Task goal: Which lines in the records below mention the word "maybe"? Copy each one out.

━━ Source material ━━

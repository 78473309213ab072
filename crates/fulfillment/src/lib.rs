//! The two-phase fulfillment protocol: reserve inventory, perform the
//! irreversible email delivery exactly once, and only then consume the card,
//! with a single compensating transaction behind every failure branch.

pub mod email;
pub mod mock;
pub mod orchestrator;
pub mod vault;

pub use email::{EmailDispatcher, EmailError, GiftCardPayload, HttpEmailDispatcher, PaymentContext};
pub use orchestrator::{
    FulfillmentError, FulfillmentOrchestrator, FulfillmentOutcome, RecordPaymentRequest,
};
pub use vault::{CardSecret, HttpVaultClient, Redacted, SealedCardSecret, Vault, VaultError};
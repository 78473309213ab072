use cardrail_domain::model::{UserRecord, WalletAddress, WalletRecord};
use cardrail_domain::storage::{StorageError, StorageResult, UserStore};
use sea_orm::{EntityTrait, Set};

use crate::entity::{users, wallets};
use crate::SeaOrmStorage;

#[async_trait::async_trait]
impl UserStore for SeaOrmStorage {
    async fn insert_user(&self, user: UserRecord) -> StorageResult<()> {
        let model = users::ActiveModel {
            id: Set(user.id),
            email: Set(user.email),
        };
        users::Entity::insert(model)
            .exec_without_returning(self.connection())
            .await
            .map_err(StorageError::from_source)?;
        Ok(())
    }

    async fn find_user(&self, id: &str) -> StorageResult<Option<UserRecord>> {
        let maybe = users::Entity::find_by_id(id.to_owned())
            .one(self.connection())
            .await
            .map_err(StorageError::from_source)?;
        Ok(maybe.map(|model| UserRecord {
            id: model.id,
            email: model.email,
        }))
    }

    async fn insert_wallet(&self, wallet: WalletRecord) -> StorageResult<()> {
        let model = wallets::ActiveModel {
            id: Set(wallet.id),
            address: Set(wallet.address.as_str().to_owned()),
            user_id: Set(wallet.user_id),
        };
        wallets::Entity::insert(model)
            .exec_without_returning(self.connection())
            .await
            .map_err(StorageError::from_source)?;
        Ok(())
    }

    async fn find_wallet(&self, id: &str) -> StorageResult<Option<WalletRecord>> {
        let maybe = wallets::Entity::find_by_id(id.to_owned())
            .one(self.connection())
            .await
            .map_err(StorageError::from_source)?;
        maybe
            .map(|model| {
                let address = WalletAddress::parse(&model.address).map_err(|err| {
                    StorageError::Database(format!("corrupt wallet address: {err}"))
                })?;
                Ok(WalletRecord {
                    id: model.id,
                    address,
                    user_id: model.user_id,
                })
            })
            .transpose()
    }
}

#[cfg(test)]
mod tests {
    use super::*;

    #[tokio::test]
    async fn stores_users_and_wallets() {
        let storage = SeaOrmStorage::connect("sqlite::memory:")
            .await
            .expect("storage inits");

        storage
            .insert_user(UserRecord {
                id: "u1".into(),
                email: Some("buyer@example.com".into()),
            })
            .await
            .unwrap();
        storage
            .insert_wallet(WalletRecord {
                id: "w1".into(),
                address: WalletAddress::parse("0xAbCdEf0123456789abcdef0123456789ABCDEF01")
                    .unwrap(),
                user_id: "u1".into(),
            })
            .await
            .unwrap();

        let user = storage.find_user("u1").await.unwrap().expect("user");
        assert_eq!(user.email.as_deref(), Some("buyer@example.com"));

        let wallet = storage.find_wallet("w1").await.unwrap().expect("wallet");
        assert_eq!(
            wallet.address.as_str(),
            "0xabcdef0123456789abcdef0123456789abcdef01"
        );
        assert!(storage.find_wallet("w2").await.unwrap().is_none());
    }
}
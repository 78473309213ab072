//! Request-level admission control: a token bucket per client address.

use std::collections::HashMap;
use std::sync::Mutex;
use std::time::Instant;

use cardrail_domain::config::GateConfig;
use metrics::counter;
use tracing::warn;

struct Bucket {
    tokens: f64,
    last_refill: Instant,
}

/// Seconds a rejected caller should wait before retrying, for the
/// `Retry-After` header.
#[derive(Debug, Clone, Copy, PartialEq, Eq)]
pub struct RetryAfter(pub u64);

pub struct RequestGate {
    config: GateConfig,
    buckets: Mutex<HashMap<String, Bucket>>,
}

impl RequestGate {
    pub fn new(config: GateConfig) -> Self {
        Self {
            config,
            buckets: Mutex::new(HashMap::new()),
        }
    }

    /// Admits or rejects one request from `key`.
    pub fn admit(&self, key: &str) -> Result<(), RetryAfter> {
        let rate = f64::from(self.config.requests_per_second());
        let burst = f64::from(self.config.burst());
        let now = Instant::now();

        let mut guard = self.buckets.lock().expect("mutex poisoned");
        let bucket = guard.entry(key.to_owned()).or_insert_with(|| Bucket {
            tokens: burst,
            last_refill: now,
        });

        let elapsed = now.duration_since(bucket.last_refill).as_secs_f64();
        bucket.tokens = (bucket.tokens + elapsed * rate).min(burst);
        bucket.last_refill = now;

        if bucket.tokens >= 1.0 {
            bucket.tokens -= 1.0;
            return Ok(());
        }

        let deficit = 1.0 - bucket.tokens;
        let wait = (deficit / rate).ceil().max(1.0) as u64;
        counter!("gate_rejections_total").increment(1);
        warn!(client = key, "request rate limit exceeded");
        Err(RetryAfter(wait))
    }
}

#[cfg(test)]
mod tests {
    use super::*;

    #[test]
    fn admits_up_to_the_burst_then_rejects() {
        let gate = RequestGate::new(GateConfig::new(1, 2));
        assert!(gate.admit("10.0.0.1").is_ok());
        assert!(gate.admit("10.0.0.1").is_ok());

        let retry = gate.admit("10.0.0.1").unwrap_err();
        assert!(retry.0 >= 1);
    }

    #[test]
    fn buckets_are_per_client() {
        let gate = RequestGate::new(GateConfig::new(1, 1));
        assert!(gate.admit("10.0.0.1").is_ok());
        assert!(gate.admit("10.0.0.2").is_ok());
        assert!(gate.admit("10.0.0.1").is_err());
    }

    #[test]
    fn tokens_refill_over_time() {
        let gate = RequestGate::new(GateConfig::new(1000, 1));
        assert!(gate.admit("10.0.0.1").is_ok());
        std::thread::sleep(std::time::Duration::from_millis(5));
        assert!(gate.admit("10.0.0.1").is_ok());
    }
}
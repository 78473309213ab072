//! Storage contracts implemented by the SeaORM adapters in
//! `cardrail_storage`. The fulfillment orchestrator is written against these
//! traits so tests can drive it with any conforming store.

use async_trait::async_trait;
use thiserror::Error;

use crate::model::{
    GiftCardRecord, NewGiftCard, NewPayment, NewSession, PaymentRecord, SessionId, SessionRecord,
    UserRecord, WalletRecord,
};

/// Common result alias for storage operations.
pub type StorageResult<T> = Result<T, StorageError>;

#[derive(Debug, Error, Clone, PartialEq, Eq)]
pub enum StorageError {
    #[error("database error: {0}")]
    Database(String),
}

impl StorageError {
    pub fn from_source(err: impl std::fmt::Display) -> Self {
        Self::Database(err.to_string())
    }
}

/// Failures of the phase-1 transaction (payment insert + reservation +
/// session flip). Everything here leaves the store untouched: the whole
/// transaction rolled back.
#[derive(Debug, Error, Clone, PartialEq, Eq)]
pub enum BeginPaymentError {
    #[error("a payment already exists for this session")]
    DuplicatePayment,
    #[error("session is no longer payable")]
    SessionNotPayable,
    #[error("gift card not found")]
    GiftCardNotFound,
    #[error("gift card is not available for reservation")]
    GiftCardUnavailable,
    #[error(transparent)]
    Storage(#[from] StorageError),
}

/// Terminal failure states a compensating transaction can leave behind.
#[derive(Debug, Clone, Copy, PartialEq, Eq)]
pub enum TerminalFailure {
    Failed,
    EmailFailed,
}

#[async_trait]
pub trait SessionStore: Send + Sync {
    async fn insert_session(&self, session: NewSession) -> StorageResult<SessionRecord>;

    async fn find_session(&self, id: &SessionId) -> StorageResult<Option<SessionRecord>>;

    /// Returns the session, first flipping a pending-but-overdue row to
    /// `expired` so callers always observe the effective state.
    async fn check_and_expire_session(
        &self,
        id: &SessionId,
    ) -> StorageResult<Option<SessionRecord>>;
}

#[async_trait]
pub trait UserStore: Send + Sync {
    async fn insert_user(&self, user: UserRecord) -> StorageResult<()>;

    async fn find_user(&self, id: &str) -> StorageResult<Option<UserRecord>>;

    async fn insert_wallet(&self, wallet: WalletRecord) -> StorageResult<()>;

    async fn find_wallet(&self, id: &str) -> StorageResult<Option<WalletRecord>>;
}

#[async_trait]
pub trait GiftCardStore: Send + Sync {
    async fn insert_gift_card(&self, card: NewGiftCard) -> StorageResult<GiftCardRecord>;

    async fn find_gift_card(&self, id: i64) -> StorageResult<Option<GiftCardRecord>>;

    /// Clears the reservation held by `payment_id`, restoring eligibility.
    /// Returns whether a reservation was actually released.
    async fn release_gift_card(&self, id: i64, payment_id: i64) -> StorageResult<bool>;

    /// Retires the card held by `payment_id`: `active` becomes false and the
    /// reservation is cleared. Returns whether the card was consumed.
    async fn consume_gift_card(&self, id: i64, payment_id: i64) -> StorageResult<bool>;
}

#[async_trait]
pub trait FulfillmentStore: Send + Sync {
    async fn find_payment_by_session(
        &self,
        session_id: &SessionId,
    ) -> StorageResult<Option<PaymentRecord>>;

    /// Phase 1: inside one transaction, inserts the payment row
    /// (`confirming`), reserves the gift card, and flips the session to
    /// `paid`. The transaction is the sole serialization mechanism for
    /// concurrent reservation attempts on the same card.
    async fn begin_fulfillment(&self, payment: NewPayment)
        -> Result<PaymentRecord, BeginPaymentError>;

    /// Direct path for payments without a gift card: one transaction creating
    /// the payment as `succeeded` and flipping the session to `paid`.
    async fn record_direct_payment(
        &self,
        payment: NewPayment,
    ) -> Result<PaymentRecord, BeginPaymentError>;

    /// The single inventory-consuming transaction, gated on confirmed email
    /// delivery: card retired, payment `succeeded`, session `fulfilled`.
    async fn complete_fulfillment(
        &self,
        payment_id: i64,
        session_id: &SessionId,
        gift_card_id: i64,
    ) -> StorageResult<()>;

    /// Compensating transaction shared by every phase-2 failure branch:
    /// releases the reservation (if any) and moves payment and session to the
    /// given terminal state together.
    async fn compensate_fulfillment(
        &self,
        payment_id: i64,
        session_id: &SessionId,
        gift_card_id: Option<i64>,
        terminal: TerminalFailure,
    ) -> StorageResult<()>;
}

━━━

Output for this task:
        let maybe = users::Entity::find_by_id(id.to_owned())
        Ok(maybe.map(|model| UserRecord {
        let maybe = wallets::Entity::find_by_id(id.to_owned())
        maybe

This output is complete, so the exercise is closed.